### PROBLEM STATEMENT
Please write each entry out again exactly as shown.

►

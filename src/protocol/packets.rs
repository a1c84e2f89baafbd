//! Packet envelope and registry
//!
//! Every frame on the wire is `[packet id][version][payload]`:
//! - packet id: length-prefixed UTF-8 string
//! - version: little-endian `u32`
//! - payload: type-specific, laid out according to the version
//!
//! Encoding always writes the packet type's latest version. Decoding looks the
//! id up in a closed registry and hands the version to that type's reader,
//! which keeps one read routine per historical version and rejects the rest.

use std::collections::HashMap;
use std::sync::OnceLock;

use bytes::Bytes;
use tracing::trace;

use crate::error::ProtocolError;
use crate::net::buffer::PacketBuffer;
use crate::protocol::stage::{
    ClientJoinStagePacket, ClientLeaveStagePacket, ClientStageMessagePacket,
    ServerStageMessagePacket,
};
use crate::protocol::xmas::{
    XmasClientCollectGiftPacket, XmasClientModifyEventStatePacket, XmasServerEventStatusPacket,
};

/// A packet type with a stable id and versioned payload layout
pub trait VersionedPacket: Sized + Into<Packet> {
    /// Packet id written into the envelope
    const ID: &'static str;

    /// Version written by `write`
    const LATEST_VERSION: u32;

    /// Write the payload in the latest layout
    fn write(&self, buffer: &mut PacketBuffer);

    /// Read a payload written with `version`
    fn read(version: u32, buffer: &mut PacketBuffer) -> Result<Self, ProtocolError>;

    /// Error for a version this type has no read routine for
    fn unexpected_version(version: u32) -> ProtocolError {
        ProtocolError::UnexpectedVersion {
            packet: Self::ID,
            version,
        }
    }

    /// Encode into a complete frame
    fn to_frame(&self) -> Bytes {
        let mut buffer = PacketBuffer::with_capacity(64);
        buffer.write_string(Self::ID);
        buffer.write_u32(Self::LATEST_VERSION);
        self.write(&mut buffer);
        buffer.freeze()
    }
}

/// Every packet the relay understands
#[derive(Debug, Clone, PartialEq, Eq)]
pub enum Packet {
    ClientJoinStage(ClientJoinStagePacket),
    ClientLeaveStage(ClientLeaveStagePacket),
    ClientStageMessage(ClientStageMessagePacket),
    ServerStageMessage(ServerStageMessagePacket),
    XmasClientModifyEventState(XmasClientModifyEventStatePacket),
    XmasClientCollectGift(XmasClientCollectGiftPacket),
    XmasServerEventStatus(XmasServerEventStatusPacket),
}

impl Packet {
    /// Packet id of this variant
    pub fn id(&self) -> &'static str {
        match self {
            Packet::ClientJoinStage(_) => ClientJoinStagePacket::ID,
            Packet::ClientLeaveStage(_) => ClientLeaveStagePacket::ID,
            Packet::ClientStageMessage(_) => ClientStageMessagePacket::ID,
            Packet::ServerStageMessage(_) => ServerStageMessagePacket::ID,
            Packet::XmasClientModifyEventState(_) => XmasClientModifyEventStatePacket::ID,
            Packet::XmasClientCollectGift(_) => XmasClientCollectGiftPacket::ID,
            Packet::XmasServerEventStatus(_) => XmasServerEventStatusPacket::ID,
        }
    }

    /// Encode the packet into a frame using its latest version
    pub fn encode(&self) -> Bytes {
        match self {
            Packet::ClientJoinStage(p) => p.to_frame(),
            Packet::ClientLeaveStage(p) => p.to_frame(),
            Packet::ClientStageMessage(p) => p.to_frame(),
            Packet::ServerStageMessage(p) => p.to_frame(),
            Packet::XmasClientModifyEventState(p) => p.to_frame(),
            Packet::XmasClientCollectGift(p) => p.to_frame(),
            Packet::XmasServerEventStatus(p) => p.to_frame(),
        }
    }

    /// Decode a frame
    pub fn decode(frame: &[u8]) -> Result<Packet, ProtocolError> {
        let mut buffer = PacketBuffer::from_bytes(frame);
        let id = buffer.read_string()?;
        let version = buffer.read_u32()?;

        let decode = packet_registry()
            .get(id.as_str())
            .ok_or_else(|| ProtocolError::UnknownPacket(id.clone()))?;
        let packet = decode(version, &mut buffer)?;

        if buffer.has_remaining() {
            trace!(
                packet = %id,
                version = version,
                trailing = buffer.remaining(),
                "Ignoring trailing bytes after packet payload"
            );
        }

        Ok(packet)
    }

    /// Decode a frame, rejecting it up front if it exceeds `max_size`
    pub fn decode_limited(frame: &[u8], max_size: usize) -> Result<Packet, ProtocolError> {
        if frame.len() > max_size {
            return Err(ProtocolError::PacketTooLarge {
                size: frame.len(),
                max: max_size,
            });
        }
        Self::decode(frame)
    }
}

/// Decoder entry for one packet id
pub type DecodeFn = fn(u32, &mut PacketBuffer) -> Result<Packet, ProtocolError>;

fn decode_as<P: VersionedPacket>(
    version: u32,
    buffer: &mut PacketBuffer,
) -> Result<Packet, ProtocolError> {
    P::read(version, buffer).map(Into::into)
}

static PACKET_REGISTRY: OnceLock<HashMap<&'static str, DecodeFn>> = OnceLock::new();

fn register<P: VersionedPacket>(map: &mut HashMap<&'static str, DecodeFn>) {
    map.insert(P::ID, decode_as::<P> as DecodeFn);
}

/// Get the packet id -> decoder registry
pub fn packet_registry() -> &'static HashMap<&'static str, DecodeFn> {
    PACKET_REGISTRY.get_or_init(|| {
        let mut map = HashMap::new();

        register::<ClientJoinStagePacket>(&mut map);
        register::<ClientLeaveStagePacket>(&mut map);
        register::<ClientStageMessagePacket>(&mut map);
        register::<ServerStageMessagePacket>(&mut map);
        register::<XmasClientModifyEventStatePacket>(&mut map);
        register::<XmasClientCollectGiftPacket>(&mut map);
        register::<XmasServerEventStatusPacket>(&mut map);

        map
    })
}

/// Check whether a packet id has a registered decoder
pub fn is_known_packet(id: &str) -> bool {
    packet_registry().contains_key(id)
}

◄

### OUTPUT OF THE TASK
filename src/protocol/packets.rs
repository a1c84e2f89baafbd
//! Packet envelope and registry
//!
//! Every frame on the wire is `[packet id][version][payload]`:
//! - packet id: length-prefixed UTF-8 string
//! - version: little-endian `u32`
//! - payload: type-specific, laid out according to the version
//!
//! Encoding always writes the packet type's latest version. Decoding looks the
//! id up in a closed registry and hands the version to that type's reader,
//! which keeps one read routine per historical version and rejects the rest.

use std::collections::HashMap;
use std::sync::OnceLock;

use bytes::Bytes;
use tracing::trace;

use crate::error::ProtocolError;
use crate::net::buffer::PacketBuffer;
use crate::protocol::stage::{
    ClientJoinStagePacket, ClientLeaveStagePacket, ClientStageMessagePacket,
    ServerStageMessagePacket,
};
use crate::protocol::xmas::{
    XmasClientCollectGiftPacket, XmasClientModifyEventStatePacket, XmasServerEventStatusPacket,
};

/// A packet type with a stable id and versioned payload layout
pub trait VersionedPacket: Sized + Into<Packet> {
    /// Packet id written into the envelope
    const ID: &'static str;

    /// Version written by `write`
    const LATEST_VERSION: u32;

    /// Write the payload in the latest layout
    fn write(&self, buffer: &mut PacketBuffer);

    /// Read a payload written with `version`
    fn read(version: u32, buffer: &mut PacketBuffer) -> Result<Self, ProtocolError>;

    /// Error for a version this type has no read routine for
    fn unexpected_version(version: u32) -> ProtocolError {
        ProtocolError::UnexpectedVersion {
            packet: Self::ID,
            version,
        }
    }

    /// Encode into a complete frame
    fn to_frame(&self) -> Bytes {
        let mut buffer = PacketBuffer::with_capacity(64);
        buffer.write_string(Self::ID);
        buffer.write_u32(Self::LATEST_VERSION);
        self.write(&mut buffer);
        buffer.freeze()
    }
}

/// Every packet the relay understands
#[derive(Debug, Clone, PartialEq, Eq)]
pub enum Packet {
    ClientJoinStage(ClientJoinStagePacket),
    ClientLeaveStage(ClientLeaveStagePacket),
    ClientStageMessage(ClientStageMessagePacket),
    ServerStageMessage(ServerStageMessagePacket),
    XmasClientModifyEventState(XmasClientModifyEventStatePacket),
    XmasClientCollectGift(XmasClientCollectGiftPacket),
    XmasServerEventStatus(XmasServerEventStatusPacket),
}

impl Packet {
    /// Packet id of this variant
    pub fn id(&self) -> &'static str {
        match self {
            Packet::ClientJoinStage(_) => ClientJoinStagePacket::ID,
            Packet::ClientLeaveStage(_) => ClientLeaveStagePacket::ID,
            Packet::ClientStageMessage(_) => ClientStageMessagePacket::ID,
            Packet::ServerStageMessage(_) => ServerStageMessagePacket::ID,
            Packet::XmasClientModifyEventState(_) => XmasClientModifyEventStatePacket::ID,
            Packet::XmasClientCollectGift(_) => XmasClientCollectGiftPacket::ID,
            Packet::XmasServerEventStatus(_) => XmasServerEventStatusPacket::ID,
        }
    }

    /// Encode the packet into a frame using its latest version
    pub fn encode(&self) -> Bytes {
        match self {
            Packet::ClientJoinStage(p) => p.to_frame(),
            Packet::ClientLeaveStage(p) => p.to_frame(),
            Packet::ClientStageMessage(p) => p.to_frame(),
            Packet::ServerStageMessage(p) => p.to_frame(),
            Packet::XmasClientModifyEventState(p) => p.to_frame(),
            Packet::XmasClientCollectGift(p) => p.to_frame(),
            Packet::XmasServerEventStatus(p) => p.to_frame(),
        }
    }

    /// Decode a frame
    pub fn decode(frame: &[u8]) -> Result<Packet, ProtocolError> {
        let mut buffer = PacketBuffer::from_bytes(frame);
        let id = buffer.read_string()?;
        let version = buffer.read_u32()?;

        let decode = packet_registry()
            .get(id.as_str())
            .ok_or_else(|| ProtocolError::UnknownPacket(id.clone()))?;
        let packet = decode(version, &mut buffer)?;

        if buffer.has_remaining() {
            trace!(
                packet = %id,
                version = version,
                trailing = buffer.remaining(),
                "Ignoring trailing bytes after packet payload"
            );
        }

        Ok(packet)
    }

    /// Decode a frame, rejecting it up front if it exceeds `max_size`
    pub fn decode_limited(frame: &[u8], max_size: usize) -> Result<Packet, ProtocolError> {
        if frame.len() > max_size {
            return Err(ProtocolError::PacketTooLarge {
                size: frame.len(),
                max: max_size,
            });
        }
        Self::decode(frame)
    }
}

/// Decoder entry for one packet id
pub type DecodeFn = fn(u32, &mut PacketBuffer) -> Result<Packet, ProtocolError>;

fn decode_as<P: VersionedPacket>(
    version: u32,
    buffer: &mut PacketBuffer,
) -> Result<Packet, ProtocolError> {
    P::read(version, buffer).map(Into::into)
}

static PACKET_REGISTRY: OnceLock<HashMap<&'static str, DecodeFn>> = OnceLock::new();

fn register<P: VersionedPacket>(map: &mut HashMap<&'static str, DecodeFn>) {
    map.insert(P::ID, decode_as::<P> as DecodeFn);
}

/// Get the packet id -> decoder registry
pub fn packet_registry() -> &'static HashMap<&'static str, DecodeFn> {
    PACKET_REGISTRY.get_or_init(|| {
        let mut map = HashMap::new();

        register::<ClientJoinStagePacket>(&mut map);
        register::<ClientLeaveStagePacket>(&mut map);
        register::<ClientStageMessagePacket>(&mut map);
        register::<ServerStageMessagePacket>(&mut map);
        register::<XmasClientModifyEventStatePacket>(&mut map);
        register::<XmasClientCollectGiftPacket>(&mut map);
        register::<XmasServerEventStatusPacket>(&mut map);

        map
    })
}

/// Check whether a packet id has a registered decoder
pub fn is_known_packet(id: &str) -> bool {
    packet_registry().contains_key(id)
}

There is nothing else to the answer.